Data from both surveys was joined with information collected on each student's actions within the case including case information accessed, use of the automatic essay scorer, and final scores assigned by the instructor. Thirteen of the twenty-five students completing the surveys and case assignments also volunteered to take part in in-depth interviews (Appendix C) about their experiences with the automatic essay scorer.
The thirteen possible interviewees were sorted into different types of users according to a) their opinions of the automated scorer (taken from post-assignment survey), b) actual essay scores assigned by the instructor, and c) average number of drafts they completed per response section for both cases. The thirteen volunteers were distributed across five of these typologies (see Table 1) and four students, representing types A, C, F, and G, participated in interviews. These interviews were individually conducted, tape-recorded, and then transcribed and analyzed. In addition, these four students' case responses were analyzed for the number of drafts submitted for feedback, changes in draft length and substance, the ratings assigned by the automated essay scorer, as well as how the automated scores compared to the instructor's scores.
Table 1
Student Typologies
Typology A |
Typology B |
Typology C |
Typology D |
Positive opinion of scorer Received scores of 2 2+ drafts per response |
Positive opinion of scorer Received scores of 2 0-1 drafts per response |
Positive opinion of scorer Received scores of 0-1 2+ drafts per response |
Positive opinion of scorer Received scores of 0-1 0-1 drafts per response |
5 students |
1 student* |
2 students |
(no volunteers) |
Typology E |
Typology F |
Typology G |
Typology H |
Negative opinion of scorer Received scores of 2 2+ drafts per response |
Negative opinion of scorer Received scores of 0-1 2+ drafts per response |
Negative opinion of scorer Received scores of 2 0-1 drafts per response |
Negative opinion of scorer Received scores of 0-1 0-1 drafts per response |
(no volunteers) |
3 students |
2 students |
(no volunteers) |
*Student declined to be interviewed.
Results
All twenty-five students engaged the automatic essay scorer and used it as a formative assessment tool during the first case but not the second case. In general, students used the essay scorer more with the first than second case – submitting an average of 3.61 drafts to the scorer on the first case and an average of 1.89 drafts on the second. Nearly all students used the essay scorer at least once before submitting their final answers. Only two students out of twenty-five did not submit a draft to the scorer before submitting their final answers and both did so only on the second case.

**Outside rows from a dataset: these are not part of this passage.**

//! API Integration Tests
//!
//! Drive the HTTP routes end to end against an in-memory store.

use axum::{
    body::Body,
    http::{Request, StatusCode},
    Router,
};
use http_body_util::BodyExt;
use serde_json::{json, Value};
use std::collections::HashMap;
use std::sync::Arc;
use tower::{Service, ServiceExt};

use impostor_backend::api;
use impostor_backend::infrastructure::app_state::AppState;
use impostor_backend::infrastructure::config::AppConfig;

/// Helper to create a test application
async fn create_test_app() -> Router {
    let state = AppState::from_config(AppConfig::in_memory())
        .await
        .expect("Failed to create app state");
    api::create_app(Arc::new(state))
}

async fn send(app: &mut Router, request: Request<Body>) -> (StatusCode, Value) {
    let response = ServiceExt::<Request<Body>>::ready(app)
        .await
        .unwrap()
        .call(request)
        .await
        .unwrap();

    let status = response.status();
    let body_bytes = response.into_body().collect().await.unwrap().to_bytes();
    let json: Value = serde_json::from_slice(&body_bytes).unwrap_or(Value::Null);

    (status, json)
}

/// Helper to make a POST request with JSON body
async fn post_json(app: &mut Router, path: &str, body: Value) -> (StatusCode, Value) {
    let request = Request::builder()
        .method("POST")
        .uri(path)
        .header("Content-Type", "application/json")
        .body(Body::from(serde_json::to_string(&body).unwrap()))
        .unwrap();
    send(app, request).await
}

/// Helper to make a POST request with auth header
async fn post_json_auth(app: &mut Router, path: &str, body: Value, token: &str) -> (StatusCode, Value) {
    let request = Request::builder()
        .method("POST")
        .uri(path)
        .header("Content-Type", "application/json")
        .header("Authorization", format!("Bearer {}", token))
        .body(Body::from(serde_json::to_string(&body).unwrap()))
        .unwrap();
    send(app, request).await
}

/// Helper to make a GET request
async fn get(app: &mut Router, path: &str) -> (StatusCode, Value) {
    let request = Request::builder()
        .method("GET")
        .uri(path)
        .body(Body::empty())
        .unwrap();
    send(app, request).await
}

/// Helper to make a GET request with auth header
async fn get_auth(app: &mut Router, path: &str, token: &str) -> (StatusCode, Value) {
    let request = Request::builder()
        .method("GET")
        .uri(path)
        .header("Authorization", format!("Bearer {}", token))
        .body(Body::empty())
        .unwrap();
    send(app, request).await
}

/// A room with its players, in join order (host first)
struct TestRoom {
    room_id: String,
    join_code: String,
    player_ids: Vec<String>,
    tokens: HashMap<String, String>,
}

impl TestRoom {
    fn token(&self, player_id: &str) -> &str {
        &self.tokens[player_id]
    }

    fn host_token(&self) -> &str {
        self.token(&self.player_ids[0])
    }
}

async fn create_room(app: &mut Router, guests: &[&str]) -> TestRoom {
    let (status, body) = post_json(app, "/api/rooms", json!({ "hostDisplayName": "Alice" })).await;
    assert_eq!(status, StatusCode::CREATED);

    let host_id = body["hostPlayerId"].as_str().unwrap().to_string();
    let mut room = TestRoom {
        room_id: body["roomId"].as_str().unwrap().to_string(),
        join_code: body["joinCode"].as_str().unwrap().to_string(),
        player_ids: vec![host_id.clone()],
        tokens: HashMap::from([(host_id, body["token"].as_str().unwrap().to_string())]),
    };

    for guest in guests {
        let path = format!("/api/rooms/code/{}/join", room.join_code);
        let (status, body) = post_json(app, &path, json!({ "displayName": guest })).await;
        assert_eq!(status, StatusCode::CREATED);

        let player_id = body["playerId"].as_str().unwrap().to_string();
        room.tokens
            .insert(player_id.clone(), body["token"].as_str().unwrap().to_string());
        room.player_ids.push(player_id);
    }

    room
}

/// Three-player room with the game started; returns the impostor id too
async fn started_room(app: &mut Router) -> (TestRoom, String) {
    let room = create_room(app, &["Bob", "Carol"]).await;
    let path = format!("/api/rooms/{}/start", room.room_id);
    let (status, body) = post_json_auth(app, &path, json!({ "topic": "Beaches" }), room.host_token()).await;
    assert_eq!(status, StatusCode::OK);
    assert_eq!(body["success"], true);
    let impostor = body["impostorId"].as_str().unwrap().to_string();
    (room, impostor)
}

// ============================================================================
// Health
// ============================================================================

#[tokio::test]
async fn test_health() {
    let mut app = create_test_app().await;
    let (status, body) = get(&mut app, "/api/health").await;
    assert_eq!(status, StatusCode::OK);
    assert_eq!(body["status"], "ok");
}

// ============================================================================
// Rooms
// ============================================================================

#[tokio::test]
async fn test_create_room() {
    let mut app = create_test_app().await;
    let room = create_room(&mut app, &[]).await;

    assert_eq!(room.join_code.len(), 6);
    assert!(!room.host_token().is_empty());

    let path = format!("/api/rooms/{}/state", room.room_id);
    let (status, body) = get_auth(&mut app, &path, room.host_token()).await;
    assert_eq!(status, StatusCode::OK);
    assert_eq!(body["room"]["phase"], "lobby");
    assert_eq!(body["room"]["hostPlayerId"], room.player_ids[0].as_str());
    assert_eq!(body["players"][0]["displayName"], "Alice");
    assert_eq!(body["players"][0]["isHost"], true);
    assert_eq!(body["currentPlayer"], Value::Null);
}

The four interviewed students' essay drafts were analyzed in greater detail and their revision and score records provide possible reasons why the first case tended to produce a higher number of drafts than the second case. In both assigned cases all four students attempted at least once to improve their essay responses before submitting them to their instructor. Most of the changes made were substantial in terms of writing content and quality. Despite these edits, the software log shows that the automated scorer did not reward the students' continued efforts with higher scores. Also, when an automated score was available for comparison on a final draft of a student's writing, (meaning that a student submitted a draft for feedback, received automated feedback, made no changes/edits, and submitted the response to the instructor) the instructor's score was typically one point higher than score predicted by the software. When automated scores continually showed no improvements despite students' revisions, it appears these students lost confidence in the scorer's ability; several students directly stated that their experiences led them to outright disregard its feedback.

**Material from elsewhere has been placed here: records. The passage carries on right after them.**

use std::collections::HashMap;
use std::sync::Arc;

use crate::application::{load_room, GameError};
use crate::domain::entities::Room;
use crate::domain::repositories::RoomRepository;
use crate::domain::value_objects::ResponseEntry;

/// Shown for responses whose author has left
const UNKNOWN_PLAYER: &str = "Unknown Player";

/// Get responses input
pub struct GetResponsesInput {
    pub room_id: String,
}

/// Responses of the room's current round, oldest first
pub struct GetResponses<R: RoomRepository> {
    room_repo: Arc<R>,
}

impl<R: RoomRepository> GetResponses<R> {
    pub fn new(room_repo: Arc<R>) -> Self {
        Self { room_repo }
    }

    pub async fn execute(&self, input: GetResponsesInput) -> Result<Vec<ResponseEntry>, GameError> {
        let room = load_room(self.room_repo.as_ref(), &input.room_id).await?;
        responses_for_round(self.room_repo.as_ref(), &room).await
    }
}

pub(crate) async fn responses_for_round<R: RoomRepository>(
    repo: &R,
    room: &Room,
) -> Result<Vec<ResponseEntry>, GameError> {
    let responses = repo.find_responses(&room.id, room.current_round()).await?;

    let mut author_ids: Vec<String> = responses.iter().map(|r| r.player_id.clone()).collect();
    author_ids.sort();
    author_ids.dedup();

    let names: HashMap<String, String> = repo
        .find_players_by_ids(&author_ids)
        .await?
        .into_iter()
        .map(|p| (p.id, p.display_name))
        .collect();

    let mut entries: Vec<ResponseEntry> = responses
        .into_iter()
        .map(|r| ResponseEntry {
            player_name: names
                .get(&r.player_id)
                .cloned()
                .unwrap_or_else(|| UNKNOWN_PLAYER.to_string()),
            id: r.id,
            player_id: r.player_id,
            round_number: r.round_number,
            text: r.text,
            submitted_at: r.submitted_at,
        })
        .collect();

    // Stable: equal timestamps keep insertion order
    entries.sort_by_key(|e| e.submitted_at);
    Ok(entries)
}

While the scorer may have caused frustration during the first case, that students did use the scorer more often during the first case is notable since the average number of drafts is positively related to the average final human score assigned (Spearman's rho=.42, p< .04). The same relationship is not present in the second case when students appeared not to rely on the scorer in forming their final essays (see Table 2). The number of drafts submitted during the first case was also positively related to the how much impact students reported the scorer having on their final essays (Spearman's rho=.46, p < .05). One open-ended question on the survey asked students to discuss the degree to which scores from their drafted responses impacted the final essays they submitted. Twenty-four of twenty-five students responded to this question and up to two responses were coded. The most frequent type of coded response, mentioned by two-thirds (n=16) of the respondents, was that they tried to please and then beat the scorer. The second most common type of coded response (n=9) was that they used the scorer then gave up.
Table 2
Mean Number of Drafts Submitted to Essay Scorer by Final Human Score
Final Human Score |
||||
0 |
1 |
2 |
||
Case 1 |
Part 1 |
- |
3.2 |
6.0 |
Part 2 |
- |
2.1 |
2.4 |
|
Part 3 |
1.0 |
2.4 |
5.7 |
|
Case 2 |
Part 1 |
2.0 |
1.2 |
1.5 |
Part 2 |
1.7 |
2.7 |
2.3 |
|
Part 3 |
1.0 |
2.0 |
1.9 |
The four interviewed students suggested various reasons why they might have initially tried to respond to the scorer's feedback but then gave up. During the interviews, students became rather animated in describing their experiences with the scorer and its feedback, and, despite never being asked, all volunteered information about how the scorer and its feedback made them feel. Whether competition, guilt, desire, anger, or disdain, the ETIPS automated scorer and its feedback provoked emotional responses from these students.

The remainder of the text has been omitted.